In the end, the natural balance is calculated at +81,000, still lower than before the health crisis. [Du fait d’un changement méthodologique lors du recensement, l’addition du solde migratoire et du solde naturel présentés par l’Insee donne un résultat supérieur à l’évolution estimée de la population, d’où un ajustement de -34 000.]
Women have (slightly) more children
In terms of fertility, the plunge started since 2010 is interrupted, without the trend being reversed. In 2021, women of childbearing age had an average of 1.83 children (1.82 excluding Mayotte), compared to 1.82 in 2020 (1.81 excluding Mayotte).

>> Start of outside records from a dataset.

/// Token identifying one asynchronous load request.
#[derive(Debug, Copy, Clone, PartialEq, Eq, PartialOrd, Ord, Hash)]
pub struct Generation(u64);

impl Generation {
    pub fn value(self) -> u64 {
        self.0
    }
}

impl std::fmt::Display for Generation {
    fn fmt(&self, f: &mut std::fmt::Formatter<'_>) -> std::fmt::Result {
        write!(f, "gen#{}", self.0)
    }
}

/// Monotonic counter; only the most recently issued generation is current.
#[derive(Debug, Default)]
pub struct GenerationCounter {
    current: u64,
}

impl GenerationCounter {
    pub fn new() -> Self {
        Self::default()
    }

    /// Issue a new generation, making every earlier one stale.
    pub fn advance(&mut self) -> Generation {
        self.current += 1;
        Generation(self.current)
    }

    pub fn current(&self) -> Option<Generation> {
        (self.current > 0).then_some(Generation(self.current))
    }

    pub fn is_current(&self, g: Generation) -> bool {
        g.0 == self.current
    }
}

France remains the most fertile country in the European Union, according to comparisons made with figures from 2019. French women then had 1.86 children, ahead of Romanians (1.77) and a European average of 1.53. Malta, Spain and Italy brought up the rear, with levels below 1.3.
Life expectancy is on the rise again
After a loss of 0.5 years of life expectancy for women in 2020 and 0.6 for men, last year allowed a start to catch up. Life expectancy at birth is now 85.4 years for women (+0.3) and 79.3 years for men (+0.2). On a European scale, France is at the top of the women’s ranking and in the middle of the men’s table.
Weddings back to the wedding
In 2021, France celebrated 220,000 civil marriages, including 6,000 between people of the same sex, according to INSEE estimates. This is a clear rebound compared to the 155,000 unions in 2020, a year which had been marked by a historic decline of 31%, due in particular to the virtual ban on marriages during the first confinement. The past year has thus made it possible to hold ceremonies that had been postponed to 2020, even if, once again, “some couples may have wished to postpone their union in the absence of visibility on the evolution of the pandemic”, underlines the INSEE.
As every year, the number of Pacs is only known a year late: the 2020 vintage was marked by the conclusion of 174,000 civil solidarity pacts, a figure down by 11%. For the first time, that year, Pacs outnumbered marriages.